Comfort navigating an online learning platform and a computer with a camera and mic and a good internet connection.
how does this remote class work?
This three-hour synchronous workshop will be a moderated discussion of the assigned readings with writing exercises to apply various concepts and literary techniques to your memoir project. We will discuss how memory and meaning are altered by time, and how narrator and protagonist are two manifestations of the self. The concept of the fictive present will be introduced and we’ll explore ways to navigate the time dimension in your work. Short reading selections from Birkerts’ The Art of Time in Memoir, Brenda Miller’s Fearless Confessions, and Vivian Gornick’s The Situation and the Story will orient participants to the range and complexity of issues related to time for the memoirist. Woven into our conversations will be a series of short exercises intended to help you set time parameters for your story, switch between the voice of innocence and the voice of experience, and gain confidence narrating in the retrospective mode as someone who has lived to tell what happened and what it all means. In memoir, you don’t narrate events as they happen, but as you look back on your past and tell your truth based on what you remember. Timelines, timestamping, continuity checks, real-life referents, reality checks, vantage points, and other writing tools and techniques will be introduced. These meta- writing methods help you figure out how to give the reader what they need to know when they need to know it. In short, the key to many of your creative editorial decisions involves the dimension of time.

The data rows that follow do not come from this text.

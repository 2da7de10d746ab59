use std::collections::{BTreeMap, HashMap};
use std::fmt;
use std::fs::File;
use std::io::{BufReader, BufWriter, ErrorKind};
use std::path::{Path, PathBuf};
use log::debug;
use serde::{Deserialize, Serialize};
use crate::array::DenseArray;
use crate::error::{Error, Result};




pub const INTEGER_SCALARS: &str = "integer scalars";
pub const REAL_SCALARS: &str = "real scalars";
pub const LOGICAL_SCALARS: &str = "logical scalars";
pub const STRING_SCALARS: &str = "string scalars";
pub const INTEGER_RUNTIME_PARAMETERS: &str = "integer runtime parameters";
pub const REAL_RUNTIME_PARAMETERS: &str = "real runtime parameters";
pub const LOGICAL_RUNTIME_PARAMETERS: &str = "logical runtime parameters";
pub const STRING_RUNTIME_PARAMETERS: &str = "string runtime parameters";
pub const SIM_INFO: &str = "sim info";




/**
 * Strip trailing whitespace from a label or value, and replace the spaces
 * that remain with the given sentinel.
 */
pub fn reduce_label(value: &str, sentinel: char) -> String {
    value.trim_end().replace(' ', &sentinel.to_string())
}




#[derive(Clone, Debug, PartialEq, Serialize, Deserialize)]


/**
 * A value in one of a snapshot's metadata tables.
 */
pub enum Scalar {
    Int(i64),
    Real(f64),
    Bool(bool),
    Text(String),
}




// ============================================================================
impl Scalar {

    pub fn as_f64(&self) -> Option<f64> {
        match self {
            Scalar::Int(i) => Some(*i as f64),
            Scalar::Real(x) => Some(*x),
            _ => None,
        }
    }

    pub fn as_i64(&self) -> Option<i64> {
        match self {
            Scalar::Int(i) => Some(*i),
            Scalar::Real(x) if x.fract() == 0.0 => Some(*x as i64),
            _ => None,
        }
    }

    pub fn as_str(&self) -> Option<&str> {
        match self {
            Scalar::Text(s) => Some(s),
            _ => None,
        }
    }
}

impl fmt::Display for Scalar {
    fn fmt(&self, f: &mut fmt::Formatter<'_>) -> fmt::Result {
        match self {
            Scalar::Int(i) => write!(f, "{}", i),
            Scalar::Real(x) => write!(f, "{}", x),
            Scalar::Bool(b) => write!(f, "{}", b),
            Scalar::Text(s) => write!(f, "{}", s),
        }
    }
}

impl From<i64> for Scalar {
    fn from(i: i64) -> Self {
        Scalar::Int(i)
    }
}

impl From<i32> for Scalar {
    fn from(i: i32) -> Self {
        Scalar::Int(i64::from(i))
    }
}

impl From<f64> for Scalar {
    fn from(x: f64) -> Self {
        Scalar::Real(x)
    }
}

impl From<bool> for Scalar {
    fn from(b: bool) -> Self {
        Scalar::Bool(b)
    }
}

impl From<&str> for Scalar {
    fn from(s: &str) -> Self {
        Scalar::Text(s.to_string())
    }
}

impl From<String> for Scalar {
    fn from(s: String) -> Self {
        Scalar::Text(s)
    }
}




#[derive(Clone, Debug, Default, PartialEq, Serialize, Deserialize)]


/**
 * An ordered list of `(label, value)` pairs. Labels may carry trailing
 * padding, and are not required to be unique.
 */
pub struct Table {
    entries: Vec<(String, Scalar)>,
}




// ============================================================================
impl Table {

    pub fn new() -> Self {
        Self::default()
    }

    pub fn with<V: Into<Scalar>>(mut self, label: &str, value: V) -> Self {
        self.push(label, value);
        self
    }

    pub fn push<V: Into<Scalar>>(&mut self, label: &str, value: V) {
        self.entries.push((label.to_string(), value.into()));
    }

    pub fn len(&self) -> usize {
        self.entries.len()
    }

    pub fn is_empty(&self) -> bool {
        self.entries.is_empty()
    }

    pub fn iter(&self) -> impl Iterator<Item = (&str, &Scalar)> + '_ {
        self.entries.iter().map(|(label, value)| (label.as_str(), value))
    }


    /**
     * Return the first entry whose label contains the given text. When
     * several labels match, the one stored first wins.
     */
    pub fn find(&self, needle: &str) -> Option<&Scalar> {
        self.iter().find(|(label, _)| label.contains(needle)).map(|(_, value)| value)
    }


    /**
     * Return the entry whose label, ignoring trailing padding, equals the
     * given name.
     */
    pub fn get(&self, name: &str) -> Option<&Scalar> {
        self.iter().find(|(label, _)| label.trim_end() == name).map(|(_, value)| value)
    }
}

impl<S: Into<String>> FromIterator<(S, Scalar)> for Table {
    fn from_iter<I: IntoIterator<Item = (S, Scalar)>>(iter: I) -> Self {
        Self { entries: iter.into_iter().map(|(label, value)| (label.into(), value)).collect() }
    }
}




#[derive(Clone, Debug, Default, PartialEq, Serialize, Deserialize)]


/**
 * Everything read from one snapshot file: named metadata tables, named
 * datasets, the block tree, refinement levels, and the names of the
 * unknowns stored as datasets.
 */
pub struct Snapshot {
    #[serde(default)]
    tables: BTreeMap<String, Table>,
    #[serde(default)]
    datasets: BTreeMap<String, DenseArray>,
    #[serde(default)]
    tree: Option<Vec<Vec<i64>>>,
    #[serde(default)]
    refine_level: Option<Vec<i64>>,
    #[serde(default)]
    unknown_names: Vec<String>,
}




// ============================================================================
impl Snapshot {

    pub fn new() -> Self {
        Self::default()
    }

    pub fn with_table(mut self, name: &str, table: Table) -> Self {
        self.tables.insert(name.to_string(), table);
        self
    }


    /**
     * Append one entry to a named table, creating the table if needed.
     */
    pub fn with_entry<V: Into<Scalar>>(mut self, table: &str, label: &str, value: V) -> Self {
        self.tables.entry(table.to_string()).or_default().push(label, value);
        self
    }

    pub fn with_dataset(mut self, name: &str, data: DenseArray) -> Self {
        self.datasets.insert(name.to_string(), data);
        self
    }

    pub fn with_tree(mut self, tree: Vec<Vec<i64>>) -> Self {
        self.tree = Some(tree);
        self
    }

    pub fn with_refine_level(mut self, levels: Vec<i64>) -> Self {
        self.refine_level = Some(levels);
        self
    }

    pub fn with_unknown_names<I, S>(mut self, names: I) -> Self
    where
        I: IntoIterator<Item = S>,
        S: Into<String>,
    {
        self.unknown_names = names.into_iter().map(Into::into).collect();
        self
    }

    pub fn table(&self, name: &str) -> Result<&Table> {
        self.tables.get(name).ok_or_else(|| Error::MissingField {
            context: String::from("snapshot tables"),
            name: name.to_string(),
        })
    }

    pub fn table_opt(&self, name: &str) -> Option<&Table> {
        self.tables.get(name)
    }


    /**
     * Return the first value in the named table whose label contains
     * `needle`, failing with a schema error if there is none.
     */
    pub fn find(&self, table: &str, needle: &str) -> Result<&Scalar> {
        self.table(table)?.find(needle).ok_or_else(|| Error::MissingField {
            context: table.to_string(),
            name: needle.to_string(),
        })
    }

    pub fn find_int(&self, table: &str, needle: &str) -> Result<i64> {
        let value = self.find(table, needle)?;
        value.as_i64().ok_or_else(|| Error::MissingField {
            context: format!("{} (integer)", table),
            name: needle.to_string(),
        })
    }

    pub fn find_real(&self, table: &str, needle: &str) -> Result<f64> {
        let value = self.find(table, needle)?;
        value.as_f64().ok_or_else(|| Error::MissingField {
            context: format!("{} (real)", table),
            name: needle.to_string(),
        })
    }

    pub fn dataset(&self, name: &str) -> Result<&DenseArray> {
        self.datasets.get(name).ok_or_else(|| Error::MissingField {
            context: String::from("snapshot datasets"),
            name: name.to_string(),
        })
    }

    pub fn tree(&self) -> Result<&[Vec<i64>]> {
        self.tree.as_deref().ok_or_else(|| Error::MissingField {
            context: String::from("snapshot datasets"),
            name: String::from("gid"),
        })
    }

    pub fn refine_level(&self) -> Option<&[i64]> {
        self.refine_level.as_deref()
    }

    pub fn unknown_names(&self) -> &[String] {
        &self.unknown_names
    }


    /**
     * Write this snapshot to a file with the given encoding.
     */
    pub fn write(&self, path: &Path, encoding: Encoding) -> Result<()> {
        let mut writer = BufWriter::new(File::create(path)?);
        let encode_error = |message: String| Error::Encode { path: path.to_path_buf(), message };

        match encoding {
            Encoding::Cbor => ciborium::ser::into_writer(self, &mut writer)
                .map_err(|e| encode_error(format!("{:?}", e)))?,
            Encoding::MessagePack => rmp_serde::encode::write(&mut writer, self)
                .map_err(|e| encode_error(e.to_string()))?,
        }
        debug!("wrote snapshot {}", path.display());
        Ok(())
    }
}




#[derive(Clone, Copy, Debug, PartialEq, Eq, Serialize, Deserialize)]
pub enum Encoding {
    Cbor,
    MessagePack,
}

impl Encoding {


    /**
     * Guess the encoding from a file extension: `.msgpack` and `.mpk` are
     * MessagePack, anything else is CBOR.
     */
    pub fn from_path(path: &Path) -> Self {
        match path.extension().and_then(|e| e.to_str()) {
            Some("msgpack") | Some("mpk") => Encoding::MessagePack,
            _ => Encoding::Cbor,
        }
    }
}




/**
 * Opens snapshot files. Implementations hold no handle beyond the call to
 * `open`: the file is released before the snapshot is returned, or on any
 * failure.
 */
pub trait SnapshotSource {
    fn open(&self, path: &Path) -> Result<Snapshot>;
}




#[derive(Clone, Copy, Debug, Default)]


/**
 * Reads snapshots from serialized files on disk.
 */
pub struct FileSource {
    encoding: Option<Encoding>,
}

impl FileSource {
    pub fn new() -> Self {
        Self::default()
    }

    pub fn with_encoding(encoding: Encoding) -> Self {
        Self { encoding: Some(encoding) }
    }
}

impl SnapshotSource for FileSource {
    fn open(&self, path: &Path) -> Result<Snapshot> {
        let encoding = self.encoding.unwrap_or_else(|| Encoding::from_path(path));
        let reader = BufReader::new(File::open(path)?);
        let decode_error = |message: String| Error::Decode { path: path.to_path_buf(), message };

        debug!("reading snapshot {} ({:?})", path.display(), encoding);

        match encoding {
            Encoding::Cbor => ciborium::de::from_reader(reader).map_err(|e| decode_error(format!("{:?}", e))),
            Encoding::MessagePack => rmp_serde::from_read(reader).map_err(|e| decode_error(e.to_string())),
        }
    }
}




#[derive(Clone, Debug, Default)]


/**
 * Serves snapshots held in memory, keyed by path.
 */
pub struct MemorySource {
    snapshots: HashMap<PathBuf, Snapshot>,
}

impl MemorySource {
    pub fn new() -> Self {
        Self::default()
    }

    pub fn insert<P: Into<PathBuf>>(&mut self, path: P, snapshot: Snapshot) {
        self.snapshots.insert(path.into(), snapshot);
    }

    pub fn with<P: Into<PathBuf>>(mut self, path: P, snapshot: Snapshot) -> Self {
        self.insert(path, snapshot);
        self
    }
}

impl SnapshotSource for MemorySource {
    fn open(&self, path: &Path) -> Result<Snapshot> {
        self.snapshots.get(path).cloned().ok_or_else(|| {
            Error::Io(std::io::Error::new(ErrorKind::NotFound, format!("no snapshot at {}", path.display())))
        })
    }
}




// ============================================================================
#[cfg(test)]
mod test {

    use std::path::Path;
    use super::{reduce_label, Encoding, FileSource, MemorySource, Scalar, Snapshot, SnapshotSource, Table};
    use crate::array::DenseArray;

    fn snapshot() -> Snapshot {
        Snapshot::new()
            .with_entry("real scalars", "time                ", 1.5)
            .with_entry("integer scalars", "nxb", 8)
            .with_entry("string runtime parameters", "xl_boundary_type    ", "noslip_ins  ")
            .with_dataset("dens", DenseArray::zeros(vec![1, 1, 2, 2]))
            .with_tree(vec![vec![-1, -1, -1, -1]])
            .with_unknown_names(vec!["dens"])
    }

    #[test]
    fn reduce_label_works() {
        assert_eq!(reduce_label("string scalars  ", '_'), "string_scalars");
        assert_eq!(reduce_label("setup call ", ' '), "setup call");
    }

    #[test]
    fn table_lookup_by_substring_takes_first_match() {
        let table = Table::new().with("time step", 0.1).with("time", 2.0);
        assert_eq!(table.find("time"), Some(&Scalar::Real(0.1)));
        assert_eq!(table.get("time"), Some(&Scalar::Real(2.0)));
        assert_eq!(table.find("dt"), None);
    }

    #[test]
    fn snapshot_lookups_report_missing_entries() {
        let s = snapshot();
        assert_eq!(s.find_real("real scalars", "time").unwrap(), 1.5);
        assert_eq!(s.find_int("integer scalars", "nxb").unwrap(), 8);
        assert!(s.find("integer scalars", "nyb").is_err());
        assert!(s.dataset("pres").is_err());
        assert!(s.table("sim info").is_err());
    }

    #[test]
    fn memory_source_serves_copies() {
        let source = MemorySource::new().with("a", snapshot());
        assert_eq!(source.open(Path::new("a")).unwrap(), snapshot());
        assert!(source.open(Path::new("b")).is_err());
    }

    #[test]
    fn file_source_reads_both_encodings() {
        let dir = std::env::temp_dir();

        for (name, encoding) in [("flashio-snapshot.cbor", Encoding::Cbor), ("flashio-snapshot.msgpack", Encoding::MessagePack)] {
            let path = dir.join(format!("{}-{}", std::process::id(), name));
            snapshot().write(&path, encoding).unwrap();
            let read = FileSource::new().open(&path).unwrap();
            std::fs::remove_file(&path).unwrap();
            assert_eq!(read, snapshot());
        }
    }
}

A week in advance of our session, you will receive login instructions for our workshop where you will find the recommended short readings. You will be invited to introduce yourself and submit any questions and concerns about time in your memoir in advance on the Mighty Networks platform. There you will also find a link to our synchronous Zoom session. Our three-hour live session will be conducted like a seminar: a moderated discussion mixed short writing exercises with a brief break midway and time for questions and conversation at the end. You will not be expected to read or share your writing during this workshop, however you will be encouraged to contribute to the conversation about how the material is pertinent to you and your work-in-progress.
what will writers take away?
You will have identified a clear timeframe in which your memoir transpires and these parameters will assist you in determining what memories to develop into scenes and what memories become flashbacks or backstory woven into the narration. You will learn about clap-backs as a device to reward readers for remembering what they have already read. Clap-backs are used by a narrator to make reference to what the reader has already learned on previous pages to deepen the characters, enrich the world-building, and pick up a previous thread and advance it in the storyline. You will leave with a recognition of where in your manuscript you can incorporate clap-backs.
You will pay attention to the voice used in narration in memoir with greater appreciation and a heightened awareness of the literary techniques and devices available to you as a writer. Your attention will guide you to use your voice in a more deliberative fashion. You will have experienced switching between the voice of innocence and the voice of experience during the short creative writing exercise. That experience will allow you to identify these two inflections of voice in your own memoir more clearly and deploy them more strategically as a writer.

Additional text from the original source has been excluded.